■ **PROBLEM STATEMENT**
Pick out each line below containing "usize".

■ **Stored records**
======

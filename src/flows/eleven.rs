//! Dispatcher variant of the word count
//!
//! The controller never names its collaborators' concrete types: it holds
//! them as capability trait objects and calls through those. The
//! collaborators carry type metadata so the introspector can describe them.

use std::fmt::Debug;
use std::io::{BufRead, Write};
use std::path::Path;
use tracing::{debug, info};

use crate::core::config::{stop_words_path, Config};
use crate::core::error::{Result, TermFreqError};
use crate::core::frequency::FrequencyTable;
use crate::core::model::FrequencyEntry;
use crate::core::render::write_top;
use crate::core::stop_words::StopWords;
use crate::core::words::read_words;
use crate::flows::inspect::{prompt_type_name, report_type};
use crate::reflect::{reflect_impl, reflect_struct, TypeRegistry};

/// Supplies the words of the input
pub trait WordStorage: Debug {
    fn words(&self) -> &[String];
}

/// Decides whether a word is dropped
pub trait StopWordCheck: Debug {
    fn is_stop_word(&self, word: &str) -> bool;
}

/// Accumulates and sorts word counts
pub trait WordCounter: Debug {
    fn increment_count(&mut self, word: &str);
    fn sorted(&self) -> Vec<FrequencyEntry>;
}

reflect_struct! {
    /// Base of the controller
    #[derive(Debug, Default)]
    pub struct Parent {}
}

reflect_impl! {
    impl Parent {}
}

reflect_struct! {
    #[derive(Debug)]
    pub struct WordFrequencyController extends Parent via parent implements [Debug] {
        parent: Parent,
        storage_manager: Box<dyn WordStorage>,
        stop_word_manager: Box<dyn StopWordCheck>,
        word_freq_manager: Box<dyn WordCounter>,
    }
}

reflect_impl! {
    impl WordFrequencyController {
        /// Wire up the default collaborators for `path`
        pub fn new(path: &Path) -> Result<Self> {
            Ok(Self::with_collaborators(
                Box::new(DataStorageManager::new(path)?),
                Box::new(StopWordManager::new()?),
                Box::new(WordFrequencyManager::new()),
            ))
        }

        pub fn with_collaborators(
            storage_manager: Box<dyn WordStorage>,
            stop_word_manager: Box<dyn StopWordCheck>,
            word_freq_manager: Box<dyn WordCounter>,
        ) -> Self {
            Self {
                parent: Parent::default(),
                storage_manager,
                stop_word_manager,
                word_freq_manager,
            }
        }

        /// Count the stored words and print the `top` most frequent
        pub fn run(&mut self, top: usize, out: &mut dyn Write) -> Result<()> {
            for word in self.storage_manager.words() {
                if !self.stop_word_manager.is_stop_word(word) {
                    self.word_freq_manager.increment_count(word);
                }
            }

            let sorted = self.word_freq_manager.sorted();
            debug!(distinct = sorted.len(), "sorted word frequencies");
            write_top(&sorted, top, out)?;
            Ok(())
        }
    }
}

reflect_struct! {
    /// Models the contents of the file
    #[derive(Debug, Clone)]
    pub struct DataStorageManager implements [WordStorage, Debug] {
        words: Vec<String>,
    }
}

reflect_impl! {
    impl DataStorageManager {
        pub fn new(path: &Path) -> Result<Self> {
            let words = read_words(path)?;
            Ok(Self { words })
        }
    }

    impl WordStorage for DataStorageManager {
        fn words(&self) -> &[String] {
            &self.words
        }
    }
}

reflect_struct! {
    /// Models the stop word filter
    #[derive(Debug, Clone)]
    pub struct StopWordManager implements [StopWordCheck, Debug] {
        stop_words: StopWords,
    }
}

reflect_impl! {
    impl StopWordManager {
        /// Load from the published stop-word location
        pub fn new() -> Result<Self> {
            Self::from_path(stop_words_path())
        }

        pub fn from_path(path: &Path) -> Result<Self> {
            Ok(Self {
                stop_words: StopWords::load(path)?,
            })
        }
    }

    impl StopWordCheck for StopWordManager {
        fn is_stop_word(&self, word: &str) -> bool {
            self.stop_words.contains(word)
        }
    }
}

reflect_struct! {
    /// Keeps the word frequency data
    #[derive(Debug, Clone, Default)]
    pub struct WordFrequencyManager implements [WordCounter, Debug] {
        word_freqs: FrequencyTable,
    }
}

reflect_impl! {
    impl WordFrequencyManager {
        pub fn new() -> Self {
            Self::default()
        }
    }

    impl WordCounter for WordFrequencyManager {
        fn increment_count(&mut self, word: &str) {
            self.word_freqs.increment(word);
        }

        fn sorted(&self) -> Vec<FrequencyEntry> {
            self.word_freqs.sorted_descending()
        }
    }
}

/// Prompt for a type name and describe it, then run the controller on `file`
///
/// An unknown type name is reported on stderr and does not stop the count.
pub fn run_eleven<R: BufRead>(
    config: &Config,
    file: &Path,
    input: R,
    interactive: bool,
) -> anyhow::Result<()> {
    let stdout = std::io::stdout();
    let mut out = stdout.lock();

    let mut stderr = std::io::stderr();
    let name = prompt_type_name(input, interactive.then_some(&mut stderr as &mut dyn Write))?;
    let registry = TypeRegistry::builtin();
    match report_type(&registry, &name, config.render, &mut out) {
        Ok(()) => {}
        Err(TermFreqError::TypeNotFound(missing)) => {
            debug!(name = %missing, "type not registered");
            eprintln!("Type {} not found.", missing);
        }
        Err(e) => return Err(e.into()),
    }

    info!(file = %file.display(), "running word frequency controller");
    let mut controller = WordFrequencyController::new(file)?;
    controller.run(config.render.top, &mut out)?;
    Ok(())
}
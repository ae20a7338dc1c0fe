//! Stop-word set
//!
//! Loaded once per run from a comma-separated list and never mutated
//! afterwards. The 26 single ASCII letters are always members.

use std::collections::HashSet;
use std::path::Path;
use tracing::debug;

use crate::core::error::Result;
use crate::core::file_reader::{read_text, EncodingStrategy};

#[derive(Debug, Clone, Default)]
pub struct StopWords {
    words: HashSet<String>,
}

impl StopWords {
    /// Load a comma-separated stop-word file
    pub fn load(path: &Path) -> Result<Self> {
        let text = read_text(path, EncodingStrategy::Lossy)?;
        let stop_words = Self::parse(&text);
        debug!(path = %path.display(), count = stop_words.len(), "loaded stop words");
        Ok(stop_words)
    }

    /// Parse comma-separated content
    pub fn parse(text: &str) -> Self {
        Self::from_iter_with_letters(text.split(',').map(str::trim))
    }

    #[cfg(test)]
    pub fn from_list(words: &[&str]) -> Self {
        Self::from_iter_with_letters(words.iter().copied())
    }

    fn from_iter_with_letters<'a>(words: impl Iterator<Item = &'a str>) -> Self {
        let mut set: HashSet<String> = words
            .filter(|w| !w.is_empty())
            .map(|w| w.to_lowercase())
            .collect();
        set.extend(('a'..='z').map(String::from));
        Self { words: set }
    }

    pub fn contains(&self, word: &str) -> bool {
        self.words.contains(word)
    }

    pub fn len(&self) -> usize {
        self.words.len()
    }

    #[cfg(test)]
    pub fn is_empty(&self) -> bool {
        self.words.is_empty()
    }
}
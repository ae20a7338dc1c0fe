//! Error kinds shared by every command
//!
//! `TypeNotFound` is the only non-fatal kind: the introspector reports it and
//! the run carries on. Everything else aborts the current run.

use std::io;
use std::path::PathBuf;
use thiserror::Error;

/// Top-level error for word counting, plugin loading and introspection
#[derive(Debug, Error)]
pub enum TermFreqError {
    /// A data or stop-word file could not be opened or read
    #[error("cannot access file `{}`: {source}", path.display())]
    FileAccess {
        path: PathBuf,
        #[source]
        source: io::Error,
    },

    /// A plugin package did not satisfy the loader contract
    #[error(transparent)]
    PluginContract(#[from] PluginContractError),

    /// The introspector was asked for a type nobody registered
    #[error("type `{0}` not found")]
    TypeNotFound(String),

    /// A resolved capability failed while it was running
    #[error("invocation of `{method}` failed")]
    Invocation {
        method: &'static str,
        #[source]
        source: Box<TermFreqError>,
    },

    /// Writing a report to the output stream failed
    #[error("failed to write output: {0}")]
    Output(#[from] io::Error),
}

impl TermFreqError {
    pub fn file_access(path: impl Into<PathBuf>, source: io::Error) -> Self {
        TermFreqError::FileAccess {
            path: path.into(),
            source,
        }
    }

    /// Wrap an error raised inside a dynamically resolved capability
    pub fn invocation(method: &'static str, source: TermFreqError) -> Self {
        TermFreqError::Invocation {
            method,
            source: Box::new(source),
        }
    }
}

/// One variant per loader transition that can fail
#[derive(Debug, Error)]
pub enum PluginContractError {
    #[error("plugin package `{name}` not found (resolved from `{}`)", path.display())]
    PackageNotFound { path: PathBuf, name: String },

    #[error("invalid package manifest `{}`: {source}", path.display())]
    InvalidManifest {
        path: PathBuf,
        #[source]
        source: serde_json::Error,
    },

    #[error("package `{package}` does not export a type named `{type_name}`")]
    TypeMissing { package: String, type_name: String },

    #[error("type `{type_name}` has no constructor taking a file path")]
    ConstructorMismatch { type_name: String },

    #[error("type `{type_name}` is missing the `{method}` capability")]
    MissingMethod {
        type_name: String,
        method: &'static str,
    },
}

pub type Result<T, E = TermFreqError> = std::result::Result<T, E>;

#[cfg(test)]
mod tests {
    use super::*;
    use std::error::Error as _;

    #[test]
    fn test_file_access_message_includes_path() {
        let err = TermFreqError::file_access(
            "missing.txt",
            io::Error::new(io::ErrorKind::NotFound, "no such file"),
        );
        let msg = err.to_string();
        assert!(msg.contains("missing.txt"));
        assert!(msg.contains("no such file"));
    }

    #[test]
    fn test_invocation_keeps_source() {
        let inner = TermFreqError::file_access(
            "data.txt",
            io::Error::new(io::ErrorKind::NotFound, "gone"),
        );
        let err = TermFreqError::invocation("words", inner);
        assert_eq!(err.to_string(), "invocation of `words` failed");
        let source = err.source().expect("source present");
        assert!(source.to_string().contains("data.txt"));
    }

    #[test]
    fn test_contract_error_is_transparent() {
        let err: TermFreqError = PluginContractError::MissingMethod {
            type_name: "App".to_string(),
            method: "print",
        }
        .into();
        assert_eq!(
            err.to_string(),
            "type `App` is missing the `print` capability"
        );
        assert!(matches!(err, TermFreqError::PluginContract(_)));
    }
}
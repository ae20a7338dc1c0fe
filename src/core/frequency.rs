//! Frequency table - word to count accumulation

use std::collections::HashMap;

use crate::core::model::FrequencyEntry;

#[derive(Debug, Clone, Default)]
pub struct FrequencyTable {
    counts: HashMap<String, usize>,
}

impl FrequencyTable {
    pub fn new() -> Self {
        Self::default()
    }

    /// Insert at 1 on first sight, add 1 afterwards
    pub fn increment(&mut self, word: &str) {
        match self.counts.get_mut(word) {
            Some(count) => *count += 1,
            None => {
                self.counts.insert(word.to_string(), 1);
            }
        }
    }

    #[cfg(test)]
    pub fn count(&self, word: &str) -> usize {
        self.counts.get(word).copied().unwrap_or(0)
    }

    /// Number of distinct words
    pub fn len(&self) -> usize {
        self.counts.len()
    }

    #[cfg(test)]
    pub fn is_empty(&self) -> bool {
        self.counts.is_empty()
    }

    /// Sum of all counts
    pub fn total(&self) -> usize {
        self.counts.values().sum()
    }

    /// All entries, highest count first; equal counts are ordered by word
    pub fn sorted_descending(&self) -> Vec<FrequencyEntry> {
        let mut entries: Vec<FrequencyEntry> = self
            .counts
            .iter()
            .map(|(word, &count)| FrequencyEntry::new(word.clone(), count))
            .collect();
        entries.sort_by(|a, b| b.compare_count(a).then_with(|| a.word.cmp(&b.word)));
        entries
    }
}

impl<S: AsRef<str>> FromIterator<S> for FrequencyTable {
    fn from_iter<T: IntoIterator<Item = S>>(iter: T) -> Self {
        let mut table = FrequencyTable::new();
        for word in iter {
            table.increment(word.as_ref());
        }
        table
    }
}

======

■ **EXERCISE ANSWER**
        pub fn run(&mut self, top: usize, out: &mut dyn Write) -> Result<()> {
    pub fn len(&self) -> usize {
    counts: HashMap<String, usize>,
    pub fn count(&self, word: &str) -> usize {
    pub fn len(&self) -> usize {
    pub fn total(&self) -> usize {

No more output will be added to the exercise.